Of course, most people who confuse “sex” and “gender” do so innocently, not knowing that they are conflating an unchangeable category with a constantly shifting and ill-defined concept. Nevertheless, this popular confusion around “sex” and “gender” has laid the groundwork for far-left activists to promote radical gender ideology, a theory that suggests males can become women, females can become men, and members of either sex can assume no sex or some other sex entirely.
Such an ideology may be biologically nonsensical, but activists’ distortion of language, combined with the general public’s casual but inaccurate parlance, is part of what has allowed males who simply state that they identify as women (even though this is biologically impossible) to gain access to women’s sports, bathrooms, and prisons, among other intimate, single-sex spaces designed to protect women.
It seems almost ridiculous that women today must defend their right to female-only spaces. The 14th Amendment’s Equal Protection Clause and the 1964 Civil Rights Act, among other federal and state laws, protect women from discrimination on the basis of sex.
This is why words matter. “Sex” and “gender” are not synonyms, but because of a false ideology that has pretended they are, it has become necessary to clarify that there are only two sexes, male and female, and that women are biologically distinct from men.

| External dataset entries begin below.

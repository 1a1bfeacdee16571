// Copyright (c) 2025 Fabstir
// SPDX-License-Identifier: BUSL-1.1

//! Shared setup for API tests: a wiremock upstream and an app wired to it

use axum::{
    body::Body,
    http::{Method, Request, StatusCode},
    Router,
};
use embeddings_proxy::{
    api::{create_app, AppState},
    config::{OpenAiConfig, ProxyConfig},
};
use serde_json::Value;
use std::{sync::Arc, time::Duration};
use tower::ServiceExt; // for `oneshot`
use wiremock::MockServer;

pub const TEST_API_KEY: &str = "sk-test-key";

/// Config pointing the OpenAI client at the mock upstream
pub fn config_for(upstream: &MockServer, api_key: Option<&str>) -> ProxyConfig {
    ProxyConfig {
        openai: OpenAiConfig {
            api_key: api_key.map(str::to_string),
            base_url: format!("{}/v1", upstream.uri()),
            request_timeout: Duration::from_secs(5),
        },
        ..Default::default()
    }
}

pub fn state_for(config: &ProxyConfig) -> AppState {
    AppState::from_config(config).expect("Failed to build app state")
}

pub fn app_for(config: &ProxyConfig) -> Router {
    create_app(Arc::new(state_for(config)))
}

/// Send one request through the router and decode the JSON reply
pub async fn send(
    app: Router,
    method: Method,
    uri: &str,
    content_type: Option<&str>,
    body: &str,
) -> (StatusCode, Value) {
    let mut builder = Request::builder().method(method).uri(uri);
    if let Some(content_type) = content_type {
        builder = builder.header("content-type", content_type);
    }
    let request = builder.body(Body::from(body.to_string())).unwrap();

    let response = app.oneshot(request).await.unwrap();
    let status = response.status();
    let bytes = axum::body::to_bytes(response.into_body(), usize::MAX)
        .await
        .unwrap();
    let json = if bytes.is_empty() {
        Value::Null
    } else {
        serde_json::from_slice(&bytes).expect("response body should be JSON")
    };

    (status, json)
}

/// POST a JSON body to /api/embeddings
pub async fn post_embeddings(app: Router, body: &str) -> (StatusCode, Value) {
    send(
        app,
        Method::POST,
        "/api/embeddings",
        Some("application/json"),
        body,
    )
    .await
}
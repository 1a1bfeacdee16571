// Copyright (c) 2025 Fabstir
// SPDX-License-Identifier: BUSL-1.1
use axum::Json;
use serde::{Deserialize, Serialize};

#[derive(Debug, Clone, Serialize, Deserialize, PartialEq)]
pub struct HealthResponse {
    pub status: String,
    pub message: String,
}

impl HealthResponse {
    pub fn ok() -> Self {
        Self {
            status: "OK".to_string(),
            message: "Server is running".to_string(),
        }
    }
}

/// GET /health
///
/// Liveness only: answers 200 whether or not the upstream or the credential
/// is usable.
pub async fn health_handler() -> Json<HealthResponse> {
    Json(HealthResponse::ok())
}
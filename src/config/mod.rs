// Copyright (c) 2025 Fabstir
// SPDX-License-Identifier: BUSL-1.1
//! Proxy configuration
//!
//! Built once from the environment at startup and passed explicitly into the
//! handler and provider constructors.

pub mod provider;

pub use provider::OpenAiConfig;

use anyhow::{anyhow, Result};
use std::env;
use std::str::FromStr;

pub const DEFAULT_HOST: &str = "0.0.0.0";
pub const DEFAULT_PORT: u16 = 4000;

/// Top-level configuration for both transport bindings
#[derive(Debug, Clone)]
pub struct ProxyConfig {
    /// Bind address for the persistent server
    pub host: String,
    /// Listen port for the persistent server
    pub port: u16,
    /// Upstream provider settings
    pub openai: OpenAiConfig,
}

impl ProxyConfig {
    /// Load configuration from environment variables
    ///
    /// Call `dotenv::dotenv()` first if a `.env` file should be honoured.
    /// A set but unparseable `PORT` is an error, matching the CLI.
    pub fn from_env() -> Result<Self> {
        Ok(Self {
            host: env::var("HOST").unwrap_or_else(|_| DEFAULT_HOST.to_string()),
            port: parse_env_value("PORT", env::var("PORT").ok(), DEFAULT_PORT)?,
            openai: OpenAiConfig::from_env()?,
        })
    }

    /// `host:port` string suitable for `TcpListener::bind`
    pub fn listen_addr(&self) -> String {
        format!("{}:{}", self.host, self.port)
    }

    /// Validate the configuration
    ///
    /// A missing credential is not a validation failure: the proxy starts
    /// anyway and answers embedding requests with a configuration error.
    pub fn validate(&self) -> Result<(), String> {
        if self.host.trim().is_empty() {
            return Err("Host must not be empty".to_string());
        }
        self.openai.validate()
    }
}

/// Parse a numeric environment value, falling back to `default` when unset
pub(crate) fn parse_env_value<T>(name: &str, raw: Option<String>, default: T) -> Result<T>
where
    T: FromStr,
    T::Err: std::fmt::Display,
{
    match raw.as_deref().map(str::trim) {
        None | Some("") => Ok(default),
        Some(value) => value
            .parse()
            .map_err(|e| anyhow!("Invalid {} '{}': {}", name, value, e)),
    }
}

impl Default for ProxyConfig {
    fn default() -> Self {
        Self {
            host: DEFAULT_HOST.to_string(),
            port: DEFAULT_PORT,
            openai: OpenAiConfig::default(),
        }
    }
}
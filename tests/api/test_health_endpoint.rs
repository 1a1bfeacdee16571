// Copyright (c) 2025 Fabstir
// SPDX-License-Identifier: BUSL-1.1

//! GET /health, routing fallbacks and CORS on the persistent server binding

use super::helpers::{app_for, config_for, send, TEST_API_KEY};
use axum::{
    body::Body,
    http::{Method, Request, StatusCode},
};
use embeddings_proxy::config::{OpenAiConfig, ProxyConfig};
use serde_json::json;
use std::time::Duration;
use tower::ServiceExt;
use wiremock::MockServer;

#[tokio::test]
async fn test_health_ok_without_credential() {
    let upstream = MockServer::start().await;
    let app = app_for(&config_for(&upstream, None));

    let (status, body) = send(app, Method::GET, "/health", None, "").await;

    assert_eq!(status, StatusCode::OK);
    assert_eq!(body, json!({"status": "OK", "message": "Server is running"}));
}

#[tokio::test]
async fn test_health_ok_with_unreachable_upstream() {
    let config = ProxyConfig {
        openai: OpenAiConfig {
            api_key: Some(TEST_API_KEY.to_string()),
            base_url: "http://127.0.0.1:59999/v1".to_string(),
            request_timeout: Duration::from_secs(1),
        },
        ..Default::default()
    };

    let (status, _) = send(app_for(&config), Method::GET, "/health", None, "").await;
    assert_eq!(status, StatusCode::OK);
}

#[tokio::test]
async fn test_unknown_route_returns_json_404() {
    let upstream = MockServer::start().await;
    let app = app_for(&config_for(&upstream, Some(TEST_API_KEY)));

    let (status, body) = send(app, Method::GET, "/api/unknown", None, "").await;

    assert_eq!(status, StatusCode::NOT_FOUND);
    assert_eq!(body, json!({"error": "Not found"}));
}

#[tokio::test]
async fn test_cors_headers_on_responses() {
    let upstream = MockServer::start().await;
    let app = app_for(&config_for(&upstream, Some(TEST_API_KEY)));

    let request = Request::builder()
        .method(Method::POST)
        .uri("/api/embeddings")
        .header("origin", "http://localhost:3000")
        .header("content-type", "application/json")
        .body(Body::from(r#"{"input": ""}"#))
        .unwrap();

    let response = app.oneshot(request).await.unwrap();
    assert_eq!(response.status(), StatusCode::BAD_REQUEST);
    assert_eq!(
        response.headers().get("access-control-allow-origin").unwrap(),
        "*"
    );
}

#[tokio::test]
async fn test_cors_preflight_answered() {
    let upstream = MockServer::start().await;
    let app = app_for(&config_for(&upstream, Some(TEST_API_KEY)));

    let request = Request::builder()
        .method(Method::OPTIONS)
        .uri("/api/embeddings")
        .header("origin", "http://localhost:3000")
        .header("access-control-request-method", "POST")
        .header("access-control-request-headers", "content-type")
        .body(Body::empty())
        .unwrap();

    let response = app.oneshot(request).await.unwrap();
    assert!(response.status().is_success());
    assert!(response
        .headers()
        .contains_key("access-control-allow-methods"));
}
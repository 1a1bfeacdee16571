// Copyright (c) 2025 Fabstir
// SPDX-License-Identifier: BUSL-1.1

//! Persistent HTTP server binding
//!
//! Routes:
//! - `GET /health`
//! - `/api/embeddings` (every method reaches the shared handler, which
//!   answers 405 for anything but POST)

use std::sync::Arc;

use anyhow::Result;
use axum::{
    body::Bytes,
    extract::{rejection::BytesRejection, State},
    http::{header, HeaderMap, Method, StatusCode},
    response::{IntoResponse, Response},
    routing::{any, get},
    Json, Router,
};
use tower_http::{cors::CorsLayer, trace::TraceLayer};
use tracing::{info, warn};

use super::embed::{EmbedHandler, EmbedReply, InboundRequest, Responder};
use super::handlers::health_handler;
use super::ApiError;
use crate::config::ProxyConfig;
use crate::embeddings::{EmbeddingProvider, OpenAiEmbeddingProvider};

#[derive(Clone)]
pub struct AppState {
    pub embed_handler: Arc<EmbedHandler>,
}

impl AppState {
    pub fn new(provider: Arc<dyn EmbeddingProvider>) -> Self {
        Self {
            embed_handler: Arc::new(EmbedHandler::new(provider)),
        }
    }

    /// Wire the OpenAI provider from configuration
    pub fn from_config(config: &ProxyConfig) -> Result<Self> {
        let provider = OpenAiEmbeddingProvider::new(config.openai.clone())?;
        Ok(Self::new(Arc::new(provider)))
    }
}

pub fn create_app(state: Arc<AppState>) -> Router {
    Router::new()
        .route("/health", get(health_handler))
        .route("/api/embeddings", any(embeddings_handler))
        .fallback(not_found_handler)
        .layer(CorsLayer::permissive())
        .layer(TraceLayer::new_for_http())
        .with_state(state)
}

/// Bind and serve until Ctrl-C
pub async fn start_server(config: ProxyConfig) -> Result<()> {
    let state = AppState::from_config(&config)?;

    if !config.openai.has_api_key() {
        warn!("OPENAI_API_KEY is not set; embedding requests will fail with 500");
    }

    let listener = tokio::net::TcpListener::bind(config.listen_addr()).await?;
    let addr = listener.local_addr()?;
    info!("Server running on http://{}", addr);

    axum::serve(listener, create_app(Arc::new(state)))
        .with_graceful_shutdown(shutdown_signal())
        .await?;

    info!("Server stopped");
    Ok(())
}

async fn shutdown_signal() {
    if let Err(e) = tokio::signal::ctrl_c().await {
        warn!("Failed to listen for shutdown signal: {}", e);
        std::future::pending::<()>().await;
    }
    info!("Shutdown signal received");
}

async fn embeddings_handler(
    State(state): State<Arc<AppState>>,
    method: Method,
    headers: HeaderMap,
    body: Result<Bytes, BytesRejection>,
) -> Response {
    let request = match body {
        Ok(body) => HttpRequest::new(method, &headers, body),
        Err(rejection) => {
            warn!("Failed to read request body: {}", rejection.body_text());
            HttpRequest::unreadable(method, ApiError::internal(rejection.body_text()))
        }
    };
    state.embed_handler.handle(&request, HttpResponder).await
}

async fn not_found_handler() -> Response {
    let error = ApiError::NotFound;
    (StatusCode::NOT_FOUND, Json(error.to_response())).into_response()
}

/// Inbound HTTP request as seen by the shared handler
struct HttpRequest {
    method: Method,
    /// `None` unless the body is non-empty and declared as JSON; `Err` if
    /// it could not be read at all (e.g. over the size limit)
    body: Result<Option<Bytes>, ApiError>,
}

impl HttpRequest {
    fn new(method: Method, headers: &HeaderMap, body: Bytes) -> Self {
        let body = (is_json_content_type(headers) && !body.iter().all(u8::is_ascii_whitespace))
            .then_some(body);
        Self {
            method,
            body: Ok(body),
        }
    }

    /// Request whose body was rejected before it reached the handler
    fn unreadable(method: Method, error: ApiError) -> Self {
        Self {
            method,
            body: Err(error),
        }
    }
}

impl InboundRequest for HttpRequest {
    fn method(&self) -> Option<&Method> {
        Some(&self.method)
    }

    fn json_body(&self) -> Result<Option<serde_json::Value>, ApiError> {
        match &self.body {
            Err(error) => Err(error.clone()),
            Ok(None) => Ok(None),
            Ok(Some(bytes)) => serde_json::from_slice(bytes)
                .map(Some)
                .map_err(|e| ApiError::internal(e.to_string())),
        }
    }
}

struct HttpResponder;

impl Responder for HttpResponder {
    type Output = Response;

    fn respond(self, status: StatusCode, body: EmbedReply) -> Response {
        (status, Json(body)).into_response()
    }
}

/// `application/json` or any `+json` media type
fn is_json_content_type(headers: &HeaderMap) -> bool {
    let Some(value) = headers
        .get(header::CONTENT_TYPE)
        .and_then(|v| v.to_str().ok())
    else {
        return false;
    };

    let essence = value.split(';').next().unwrap_or("").trim().to_ascii_lowercase();
    essence == "application/json" || essence.ends_with("+json")
}
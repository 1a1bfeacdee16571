// Copyright (c) 2025 Fabstir
// SPDX-License-Identifier: BUSL-1.1
use serde::{Deserialize, Serialize};
use thiserror::Error;

use crate::embeddings::ProviderError;

pub const UNKNOWN_SERVER_ERROR: &str = "Unknown server error";

/// JSON error body: a single human-readable `error` string
#[derive(Debug, Clone, Serialize, Deserialize, PartialEq)]
pub struct ErrorResponse {
    pub error: String,
}

impl ErrorResponse {
    pub fn new(error: impl Into<String>) -> Self {
        Self {
            error: error.into(),
        }
    }
}

#[derive(Debug, Clone, Error, PartialEq)]
pub enum ApiError {
    #[error("Method not allowed")]
    MethodNotAllowed,
    #[error("Invalid input: expected non-empty string")]
    InvalidInput,
    #[error("Not found")]
    NotFound,
    /// Server-side misconfiguration detected before any upstream call
    #[error("{0}")]
    Configuration(String),
    /// Upstream rejected the request; its status is forwarded as-is
    #[error("{message}")]
    Upstream { status: u16, message: String },
    #[error("{0}")]
    BadGateway(String),
    #[error("{0}")]
    InternalError(String),
}

impl ApiError {
    /// Internal error with the fallback message for empty descriptions
    pub fn internal(message: impl Into<String>) -> Self {
        let message = message.into();
        if message.trim().is_empty() {
            ApiError::InternalError(UNKNOWN_SERVER_ERROR.to_string())
        } else {
            ApiError::InternalError(message)
        }
    }

    /// Map a provider failure onto the client-facing error
    ///
    /// `provider` is the display name used as the message prefix
    /// (e.g., "OpenAI error: ...").
    pub fn from_provider(provider: &str, err: ProviderError) -> Self {
        match err {
            ProviderError::MissingApiKey { .. } => ApiError::Configuration(err.to_string()),
            ProviderError::Upstream { status, body } => ApiError::Upstream {
                status,
                message: format!("{} error: {}", provider, body),
            },
            ProviderError::InvalidResponse { .. } => ApiError::BadGateway(err.to_string()),
            ProviderError::Transport(msg) => {
                ApiError::InternalError(format!("{} error: {}", provider, msg))
            }
        }
    }

    pub fn to_response(&self) -> ErrorResponse {
        ErrorResponse::new(self.to_string())
    }

    pub fn status_code(&self) -> u16 {
        match self {
            ApiError::MethodNotAllowed => 405,
            ApiError::InvalidInput => 400,
            ApiError::NotFound => 404,
            ApiError::Configuration(_) | ApiError::InternalError(_) => 500,
            ApiError::Upstream { status, .. } => *status,
            ApiError::BadGateway(_) => 502,
        }
    }
}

Recently, Justice Alito exposed the danger of erroneously conflating “sex” and “gender” in U.S. v. Skrmetti, a pending landmark case considering the constitutionality of a Tennessee law that protects children from puberty blockers, cross-sex hormones, and other sex-trait modification procedures.
In posing the question of whether being transgender is an “immutable” trait, Justice Alito forced the American Civil Liberties Union attorney, who was arguing that Tennessee’s law was unconstitutional, to concede that “gender identity” isn’t immutable. This is important because an “immutable” characteristic is a legal term that refers to whether an aspect of a person’s identity is fundamental and unchangeable and therefore protected under the equal protection clause of the 14th Amendment. By its very definition, “gender,” unlike sex, cannot be immutable, which, logically, should close the door to the left’s attempt to treat “gender identity” as a protected class.
President Trump gets it. On day one, he signed an executive order aptly titled “Defending Women from Gender Ideology Extremism and Restoring Biological Truth to the Federal Government.” It declared the United States will recognize there are only two sexes, male and female, in federal law and policy, stating, “‘Sex’ is not a synonym for and does not include the concept of ‘gender identity.’”
It may seem silly to have to state the obvious in the form of an executive order, but it was crucial, as even those of us who oppose transgender ideology had unwittingly succumbed to the left’s erasure of sex in the language we used.
Now that President Trump has taken a profound step in the right direction and repudiated “gender identity” indoctrination, the focus must shift to 1) Congress to codify these definitions so they cannot be changed via executive order by a future administration and 2) the states, where laws and policies failing to differentiate between “sex” and “gender” have undermined the rights of women.
To that end, we can start to reverse course by acknowledging reality and using language — yes, even the word “sex” — that reflects it.
Neeraja Deshpande is a policy analyst and engagement coordinator at Independent Women’s Forum (iwf.org). Beth Parlato is a senior legal advisor for Independent Women’s Law Center (iwlc.org).